# THE TASK:
Take every line containing "tenants" from the material and copy it.

# SUPPLIED RECORDS:

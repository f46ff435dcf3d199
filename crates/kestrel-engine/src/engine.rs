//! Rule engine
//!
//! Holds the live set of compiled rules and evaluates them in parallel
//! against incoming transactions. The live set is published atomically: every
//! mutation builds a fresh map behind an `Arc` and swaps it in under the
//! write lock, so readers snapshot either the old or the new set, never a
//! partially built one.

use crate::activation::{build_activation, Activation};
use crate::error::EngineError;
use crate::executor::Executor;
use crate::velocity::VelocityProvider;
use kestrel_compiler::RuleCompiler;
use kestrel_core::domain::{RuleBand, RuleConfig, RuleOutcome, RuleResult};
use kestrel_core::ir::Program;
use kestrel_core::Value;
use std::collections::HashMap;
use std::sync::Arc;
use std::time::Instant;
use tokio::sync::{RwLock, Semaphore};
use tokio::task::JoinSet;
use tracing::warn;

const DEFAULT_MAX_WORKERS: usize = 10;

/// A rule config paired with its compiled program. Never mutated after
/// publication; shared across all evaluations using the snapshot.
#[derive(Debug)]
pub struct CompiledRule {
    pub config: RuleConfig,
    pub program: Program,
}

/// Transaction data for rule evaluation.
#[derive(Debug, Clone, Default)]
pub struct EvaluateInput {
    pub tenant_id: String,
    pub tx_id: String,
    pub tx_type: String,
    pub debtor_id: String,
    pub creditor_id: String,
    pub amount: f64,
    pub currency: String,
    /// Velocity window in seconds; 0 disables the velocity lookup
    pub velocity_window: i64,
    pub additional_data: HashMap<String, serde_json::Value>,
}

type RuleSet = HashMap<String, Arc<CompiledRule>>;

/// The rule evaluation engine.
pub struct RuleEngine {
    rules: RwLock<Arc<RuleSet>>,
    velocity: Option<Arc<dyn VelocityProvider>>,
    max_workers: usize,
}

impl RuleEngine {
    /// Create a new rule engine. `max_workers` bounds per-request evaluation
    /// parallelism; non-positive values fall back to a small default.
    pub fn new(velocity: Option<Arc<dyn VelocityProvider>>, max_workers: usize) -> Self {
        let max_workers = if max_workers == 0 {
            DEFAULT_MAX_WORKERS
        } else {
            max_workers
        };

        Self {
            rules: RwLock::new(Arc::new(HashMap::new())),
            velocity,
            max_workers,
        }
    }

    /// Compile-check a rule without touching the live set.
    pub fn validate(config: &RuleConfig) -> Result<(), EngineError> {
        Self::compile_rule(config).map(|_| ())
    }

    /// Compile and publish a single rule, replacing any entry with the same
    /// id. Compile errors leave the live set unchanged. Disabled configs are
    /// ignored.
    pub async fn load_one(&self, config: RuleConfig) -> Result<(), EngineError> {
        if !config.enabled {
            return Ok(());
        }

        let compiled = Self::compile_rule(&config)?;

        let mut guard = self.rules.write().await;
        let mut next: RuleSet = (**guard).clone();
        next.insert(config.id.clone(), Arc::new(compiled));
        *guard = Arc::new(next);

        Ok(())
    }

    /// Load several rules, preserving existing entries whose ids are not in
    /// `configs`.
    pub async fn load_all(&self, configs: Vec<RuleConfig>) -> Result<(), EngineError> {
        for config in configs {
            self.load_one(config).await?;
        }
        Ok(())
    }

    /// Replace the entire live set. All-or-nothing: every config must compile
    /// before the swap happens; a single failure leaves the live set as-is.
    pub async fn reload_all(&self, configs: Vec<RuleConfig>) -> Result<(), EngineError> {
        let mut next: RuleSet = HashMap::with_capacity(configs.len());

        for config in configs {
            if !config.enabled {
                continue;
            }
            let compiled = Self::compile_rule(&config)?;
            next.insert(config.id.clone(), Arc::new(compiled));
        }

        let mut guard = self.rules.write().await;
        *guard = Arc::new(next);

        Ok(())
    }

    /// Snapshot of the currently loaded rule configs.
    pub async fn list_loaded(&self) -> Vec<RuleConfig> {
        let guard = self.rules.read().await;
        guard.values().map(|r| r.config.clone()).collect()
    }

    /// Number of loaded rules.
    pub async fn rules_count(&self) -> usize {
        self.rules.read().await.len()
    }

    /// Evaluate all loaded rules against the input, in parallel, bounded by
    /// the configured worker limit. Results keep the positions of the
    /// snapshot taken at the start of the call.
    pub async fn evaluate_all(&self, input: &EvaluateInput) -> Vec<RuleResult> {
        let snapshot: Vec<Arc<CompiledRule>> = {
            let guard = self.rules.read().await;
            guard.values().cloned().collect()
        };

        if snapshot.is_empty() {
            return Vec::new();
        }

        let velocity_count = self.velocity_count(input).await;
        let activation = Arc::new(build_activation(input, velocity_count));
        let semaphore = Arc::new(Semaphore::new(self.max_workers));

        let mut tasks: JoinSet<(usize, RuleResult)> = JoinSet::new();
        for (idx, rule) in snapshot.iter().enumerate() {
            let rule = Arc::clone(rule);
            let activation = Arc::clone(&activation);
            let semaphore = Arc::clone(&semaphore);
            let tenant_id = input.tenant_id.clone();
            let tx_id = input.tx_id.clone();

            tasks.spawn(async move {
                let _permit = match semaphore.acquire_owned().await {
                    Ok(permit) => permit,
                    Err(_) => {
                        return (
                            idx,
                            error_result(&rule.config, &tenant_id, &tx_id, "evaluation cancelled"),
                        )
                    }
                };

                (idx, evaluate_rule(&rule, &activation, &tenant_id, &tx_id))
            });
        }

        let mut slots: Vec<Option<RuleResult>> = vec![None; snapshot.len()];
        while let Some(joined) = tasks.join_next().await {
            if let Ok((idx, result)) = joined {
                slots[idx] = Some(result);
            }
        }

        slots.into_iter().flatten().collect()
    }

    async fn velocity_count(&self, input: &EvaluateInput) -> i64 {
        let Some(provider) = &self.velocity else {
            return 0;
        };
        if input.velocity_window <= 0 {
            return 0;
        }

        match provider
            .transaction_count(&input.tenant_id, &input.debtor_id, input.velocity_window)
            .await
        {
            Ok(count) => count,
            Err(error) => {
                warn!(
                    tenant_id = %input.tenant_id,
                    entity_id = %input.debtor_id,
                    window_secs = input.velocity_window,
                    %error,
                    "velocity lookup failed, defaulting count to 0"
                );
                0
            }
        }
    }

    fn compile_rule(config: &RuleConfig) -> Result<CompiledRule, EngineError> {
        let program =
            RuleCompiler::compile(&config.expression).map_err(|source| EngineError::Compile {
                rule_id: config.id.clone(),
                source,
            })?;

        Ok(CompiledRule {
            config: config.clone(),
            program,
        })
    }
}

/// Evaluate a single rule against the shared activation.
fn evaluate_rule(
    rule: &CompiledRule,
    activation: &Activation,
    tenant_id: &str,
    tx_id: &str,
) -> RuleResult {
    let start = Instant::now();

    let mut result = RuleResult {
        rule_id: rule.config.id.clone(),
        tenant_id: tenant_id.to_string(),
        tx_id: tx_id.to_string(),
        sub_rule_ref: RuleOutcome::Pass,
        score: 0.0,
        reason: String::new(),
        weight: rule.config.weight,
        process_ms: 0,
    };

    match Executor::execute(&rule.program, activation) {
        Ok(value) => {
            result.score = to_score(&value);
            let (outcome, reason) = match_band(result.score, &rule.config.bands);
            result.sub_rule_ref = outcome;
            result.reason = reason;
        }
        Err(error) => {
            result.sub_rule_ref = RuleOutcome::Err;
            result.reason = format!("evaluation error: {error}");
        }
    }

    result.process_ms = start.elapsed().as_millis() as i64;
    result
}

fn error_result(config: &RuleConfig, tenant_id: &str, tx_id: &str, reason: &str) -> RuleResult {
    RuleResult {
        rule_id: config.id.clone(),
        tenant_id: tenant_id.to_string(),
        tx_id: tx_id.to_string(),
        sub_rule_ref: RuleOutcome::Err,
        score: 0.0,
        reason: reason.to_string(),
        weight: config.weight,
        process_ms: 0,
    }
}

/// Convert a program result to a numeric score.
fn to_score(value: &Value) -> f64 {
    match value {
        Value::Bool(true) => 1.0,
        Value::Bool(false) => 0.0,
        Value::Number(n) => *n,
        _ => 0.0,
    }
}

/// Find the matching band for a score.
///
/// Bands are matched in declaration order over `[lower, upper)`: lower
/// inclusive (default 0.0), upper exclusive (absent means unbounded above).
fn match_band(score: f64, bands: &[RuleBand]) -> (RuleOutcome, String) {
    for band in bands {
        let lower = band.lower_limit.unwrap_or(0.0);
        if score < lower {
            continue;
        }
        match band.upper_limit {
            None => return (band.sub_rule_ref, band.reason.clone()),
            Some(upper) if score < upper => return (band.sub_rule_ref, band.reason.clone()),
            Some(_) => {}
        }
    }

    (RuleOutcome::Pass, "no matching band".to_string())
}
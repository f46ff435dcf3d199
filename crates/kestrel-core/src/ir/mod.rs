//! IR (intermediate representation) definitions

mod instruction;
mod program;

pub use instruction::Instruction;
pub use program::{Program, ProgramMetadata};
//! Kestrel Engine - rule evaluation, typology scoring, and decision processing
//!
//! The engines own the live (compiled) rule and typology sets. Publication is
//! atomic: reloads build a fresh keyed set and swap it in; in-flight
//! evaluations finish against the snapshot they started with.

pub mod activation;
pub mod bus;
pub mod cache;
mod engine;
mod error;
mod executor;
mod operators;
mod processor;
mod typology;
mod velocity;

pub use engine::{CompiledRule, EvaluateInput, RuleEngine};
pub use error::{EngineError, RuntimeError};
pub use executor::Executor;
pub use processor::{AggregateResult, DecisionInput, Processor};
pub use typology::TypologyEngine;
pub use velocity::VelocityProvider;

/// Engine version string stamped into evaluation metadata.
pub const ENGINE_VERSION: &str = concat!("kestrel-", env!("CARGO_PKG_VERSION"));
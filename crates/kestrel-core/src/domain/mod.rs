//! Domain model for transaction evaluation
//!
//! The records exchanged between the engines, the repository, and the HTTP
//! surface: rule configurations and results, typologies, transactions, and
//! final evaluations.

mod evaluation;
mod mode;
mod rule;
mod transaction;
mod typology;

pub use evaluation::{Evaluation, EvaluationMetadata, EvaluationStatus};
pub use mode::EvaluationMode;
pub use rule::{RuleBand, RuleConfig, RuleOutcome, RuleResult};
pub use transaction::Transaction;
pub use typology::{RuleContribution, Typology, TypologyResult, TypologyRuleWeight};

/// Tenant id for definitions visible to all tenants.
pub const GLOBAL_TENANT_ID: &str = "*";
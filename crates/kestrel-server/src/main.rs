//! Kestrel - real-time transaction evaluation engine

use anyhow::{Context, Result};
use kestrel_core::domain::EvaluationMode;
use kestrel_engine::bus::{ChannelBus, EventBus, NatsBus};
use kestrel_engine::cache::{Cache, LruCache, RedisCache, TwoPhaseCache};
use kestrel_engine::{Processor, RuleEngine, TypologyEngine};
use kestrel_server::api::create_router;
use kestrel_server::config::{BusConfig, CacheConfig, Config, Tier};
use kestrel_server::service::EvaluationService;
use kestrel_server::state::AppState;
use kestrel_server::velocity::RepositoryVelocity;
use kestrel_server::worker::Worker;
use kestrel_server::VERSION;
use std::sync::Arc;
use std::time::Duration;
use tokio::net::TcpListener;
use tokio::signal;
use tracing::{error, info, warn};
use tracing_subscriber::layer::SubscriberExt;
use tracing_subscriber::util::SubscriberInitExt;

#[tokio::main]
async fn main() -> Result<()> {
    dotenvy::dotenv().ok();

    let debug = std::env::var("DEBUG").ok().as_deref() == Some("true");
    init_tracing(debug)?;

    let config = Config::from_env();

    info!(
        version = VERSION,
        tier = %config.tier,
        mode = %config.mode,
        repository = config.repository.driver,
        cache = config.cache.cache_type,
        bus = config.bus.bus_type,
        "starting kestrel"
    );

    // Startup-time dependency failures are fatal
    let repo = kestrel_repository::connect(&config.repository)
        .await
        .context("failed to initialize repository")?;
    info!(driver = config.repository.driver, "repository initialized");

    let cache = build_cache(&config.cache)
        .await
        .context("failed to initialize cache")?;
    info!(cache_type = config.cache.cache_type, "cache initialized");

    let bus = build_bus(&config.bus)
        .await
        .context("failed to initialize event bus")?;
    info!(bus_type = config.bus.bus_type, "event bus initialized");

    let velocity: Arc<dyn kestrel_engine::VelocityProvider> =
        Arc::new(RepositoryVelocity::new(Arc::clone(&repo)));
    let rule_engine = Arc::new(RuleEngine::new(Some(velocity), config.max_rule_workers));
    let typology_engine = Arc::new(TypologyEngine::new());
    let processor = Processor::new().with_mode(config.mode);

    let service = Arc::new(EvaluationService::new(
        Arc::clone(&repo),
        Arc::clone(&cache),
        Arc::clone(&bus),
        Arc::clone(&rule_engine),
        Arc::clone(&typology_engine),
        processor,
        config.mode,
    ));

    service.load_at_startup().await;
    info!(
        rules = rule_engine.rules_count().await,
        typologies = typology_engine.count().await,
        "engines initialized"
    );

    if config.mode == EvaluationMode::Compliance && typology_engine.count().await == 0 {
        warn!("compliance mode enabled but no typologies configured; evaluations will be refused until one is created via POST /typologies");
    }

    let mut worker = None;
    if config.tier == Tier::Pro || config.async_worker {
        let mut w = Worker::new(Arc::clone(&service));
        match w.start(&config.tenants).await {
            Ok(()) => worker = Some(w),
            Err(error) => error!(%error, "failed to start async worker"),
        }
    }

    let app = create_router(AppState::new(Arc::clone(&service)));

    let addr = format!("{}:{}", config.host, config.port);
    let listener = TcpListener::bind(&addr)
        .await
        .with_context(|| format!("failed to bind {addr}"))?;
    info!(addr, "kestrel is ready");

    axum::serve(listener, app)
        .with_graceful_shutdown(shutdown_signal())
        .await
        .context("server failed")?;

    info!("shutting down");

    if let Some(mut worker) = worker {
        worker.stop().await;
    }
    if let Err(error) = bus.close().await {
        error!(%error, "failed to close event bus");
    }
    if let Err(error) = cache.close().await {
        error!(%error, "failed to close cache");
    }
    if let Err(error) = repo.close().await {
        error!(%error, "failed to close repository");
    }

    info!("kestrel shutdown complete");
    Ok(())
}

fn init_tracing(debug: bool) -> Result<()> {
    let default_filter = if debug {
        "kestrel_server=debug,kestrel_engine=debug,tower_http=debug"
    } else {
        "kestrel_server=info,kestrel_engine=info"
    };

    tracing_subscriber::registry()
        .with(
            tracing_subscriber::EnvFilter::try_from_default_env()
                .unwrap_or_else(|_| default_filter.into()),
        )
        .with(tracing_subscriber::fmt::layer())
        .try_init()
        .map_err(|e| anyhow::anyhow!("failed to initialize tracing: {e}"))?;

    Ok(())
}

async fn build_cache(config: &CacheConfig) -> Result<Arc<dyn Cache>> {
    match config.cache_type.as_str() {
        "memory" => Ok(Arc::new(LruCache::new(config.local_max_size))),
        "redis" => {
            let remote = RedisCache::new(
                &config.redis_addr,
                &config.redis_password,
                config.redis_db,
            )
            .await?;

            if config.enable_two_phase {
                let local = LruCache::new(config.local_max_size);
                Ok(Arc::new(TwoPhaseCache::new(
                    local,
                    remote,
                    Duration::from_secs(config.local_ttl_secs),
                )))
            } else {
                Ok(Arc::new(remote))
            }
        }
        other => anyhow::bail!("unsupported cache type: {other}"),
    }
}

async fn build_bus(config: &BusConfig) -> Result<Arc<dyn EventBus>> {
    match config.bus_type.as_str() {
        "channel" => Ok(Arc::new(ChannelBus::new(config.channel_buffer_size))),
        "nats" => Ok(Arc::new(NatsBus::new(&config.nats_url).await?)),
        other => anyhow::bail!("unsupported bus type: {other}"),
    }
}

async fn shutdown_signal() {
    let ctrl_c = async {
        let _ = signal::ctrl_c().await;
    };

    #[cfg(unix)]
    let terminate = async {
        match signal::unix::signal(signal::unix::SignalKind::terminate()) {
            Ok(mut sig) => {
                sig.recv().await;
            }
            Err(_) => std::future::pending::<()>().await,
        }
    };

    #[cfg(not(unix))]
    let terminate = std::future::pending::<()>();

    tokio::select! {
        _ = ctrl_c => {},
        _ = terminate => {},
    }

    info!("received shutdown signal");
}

# SOLUTION:
/// Tenant id for definitions visible to all tenants.
        match w.start(&config.tenants).await {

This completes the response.